By lauradud84 / / Can an ad agency come under fire for representing a client’s product that may or may not cause cancer? That’s the latest question posed by recent lawsuits against Monsanto that also named Osborn & Barr as a co-defendant claiming, in essence, false advertising. The plaintiff’s accusation states that, “[Osborn & Barr] was integral to the marketing of glyphosate. There was no way for our clients to understand the risk they were taking because of the deception of Monsanto and Osborn & Barr.” The defense for O&B countered with, “Although cast in terms of ‘misrepresentations’ in an advertising campaign, Plaintiffs’ claims against the Osborn & Barr Defendants are really nothing more than an attempt to hold an advertising agency liable for bodily injuries supposedly incurred as a result of exposure to a defective product manufactured by an entirely different company.

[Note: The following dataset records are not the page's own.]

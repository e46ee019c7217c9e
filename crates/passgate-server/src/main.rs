//! Passgate - Identity service for token-authenticated microservices

use anyhow::Result;
use clap::Parser;
use std::net::SocketAddr;
use std::path::Path;
use std::sync::Arc;
use tower_http::trace::TraceLayer;
use tracing::{info, warn};
use tracing_subscriber::{EnvFilter, fmt, prelude::*};

mod config;

use config::Config;
use passgate_api::{AppState, create_router};
use passgate_auth::{RevocationRegistry, TokenCodec, spawn_prune_task};
use passgate_core::{IdentityService, Registration};
use passgate_db::Database;

/// Passgate - Identity service issuing and verifying access tokens
#[derive(Parser, Debug)]
#[command(author, version, about, long_about = None)]
struct Args {
    /// Configuration file path
    #[arg(short, long, default_value = "config/default.toml")]
    config: String,

    /// Bind address
    #[arg(long, env = "PASSGATE_BIND")]
    bind: Option<String>,

    /// Port
    #[arg(short, long, env = "PASSGATE_PORT")]
    port: Option<u16>,

    /// Token signing secret
    #[arg(long, env = "PASSGATE_JWT_SECRET", hide_env_values = true)]
    jwt_secret: Option<String>,
}

#[tokio::main]
async fn main() -> Result<()> {
    // Parse command line arguments
    let args = Args::parse();

    // Load configuration
    let mut config = Config::load(&args.config)?;
    if let Some(secret) = args.jwt_secret {
        config.auth.jwt_secret = Some(secret);
    }

    // Initialize logging
    init_logging(&config.logging.level, &config.logging.format);

    config.validate()?;

    info!("Starting Passgate v{}", env!("CARGO_PKG_VERSION"));

    // Create data directory
    if let Some(parent) = Path::new(&config.database.path).parent()
        && !parent.as_os_str().is_empty()
    {
        tokio::fs::create_dir_all(parent).await?;
    }

    // Initialize database
    let db_path = format!("sqlite:{}?mode=rwc", config.database.path);
    let db = Database::new(&db_path).await?;
    let has_users = db.has_users().await?;

    // Initialize token codec
    let ttl = chrono::Duration::seconds(config.auth.token_ttl_secs);
    let codec = match &config.auth.jwt_secret {
        Some(secret) => TokenCodec::new(secret.as_bytes(), ttl),
        None => {
            warn!("No signing secret configured; tokens will not survive a restart");
            TokenCodec::with_random_secret(ttl)
        }
    };

    // Revocation registry and its prune task
    let revocations = Arc::new(RevocationRegistry::new());
    let prune_interval =
        std::time::Duration::from_secs(config.auth.revocation_prune_interval_secs);
    let _prune_handle = spawn_prune_task(revocations.clone(), prune_interval);

    // Initialize identity service
    let identity = Arc::new(IdentityService::new(db, codec, revocations)?);

    // Create bootstrap admin if configured
    if let Some(admin) = &config.admin {
        let created = identity
            .ensure_admin(Registration {
                username: admin.username.clone(),
                email: admin.email.clone(),
                password: admin.password.clone(),
                first_name: admin.first_name.clone(),
                last_name: admin.last_name.clone(),
            })
            .await?;
        if created {
            info!("Admin user created (username: {})", admin.username);
        }
    } else if !has_users {
        warn!("No users exist and no [admin] section is configured");
    }

    // Create router
    let app = create_router(AppState::new(identity)).layer(TraceLayer::new_for_http());

    // Determine bind address
    let bind_addr = args.bind.unwrap_or(config.server.bind_address);
    let port = args.port.unwrap_or(config.server.port);
    let addr: SocketAddr = format!("{}:{}", bind_addr, port).parse()?;

    info!("Listening on {}", addr);
    info!("Token lifetime: {} seconds", config.auth.token_ttl_secs);

    // Start server
    let listener = tokio::net::TcpListener::bind(addr).await?;
    axum::serve(listener, app)
        .with_graceful_shutdown(shutdown_signal())
        .await?;

    info!("Server stopped");
    Ok(())
}

/// Initialize logging
fn init_logging(level: &str, format: &str) {
    let filter = EnvFilter::try_from_default_env().unwrap_or_else(|_| EnvFilter::new(level));

    let registry = tracing_subscriber::registry().with(filter);
    if format == "json" {
        registry.with(fmt::layer().json()).init();
    } else {
        registry.with(fmt::layer()).init();
    }
}

/// Wait for shutdown signal
async fn shutdown_signal() {
    if let Err(e) = tokio::signal::ctrl_c().await {
        warn!("Failed to listen for shutdown signal: {}", e);
        std::future::pending::<()>().await;
    }
    info!("Shutdown signal received");
}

In other words, Plaintiffs are asserting product liability claims against a company that did nothing more than promote the allegedly defective product.” And, “Plaintiffs have not plead anything resembling a duty on the part of the Osborn & Barr Defendants to independently verify the manufacturer’s scientific data regarding a technical, complex product over two decades of providing service.” It’s an interesting case, for obvious reasons – if you can be tied to the work that you create for a client’s promotion, can you be held liable if you unwittingly promote a product that might cause cancer? We don’t think the case holds a snowballs chance of winning… but if it does, holy hell. Let us know your thoughts in the comments below. Read more at AdWeek or in the STLToday article.
nice & good[Read More]
This is hilarious. Now I'm itching for some of that delicious clementine's ice cream.[Read More]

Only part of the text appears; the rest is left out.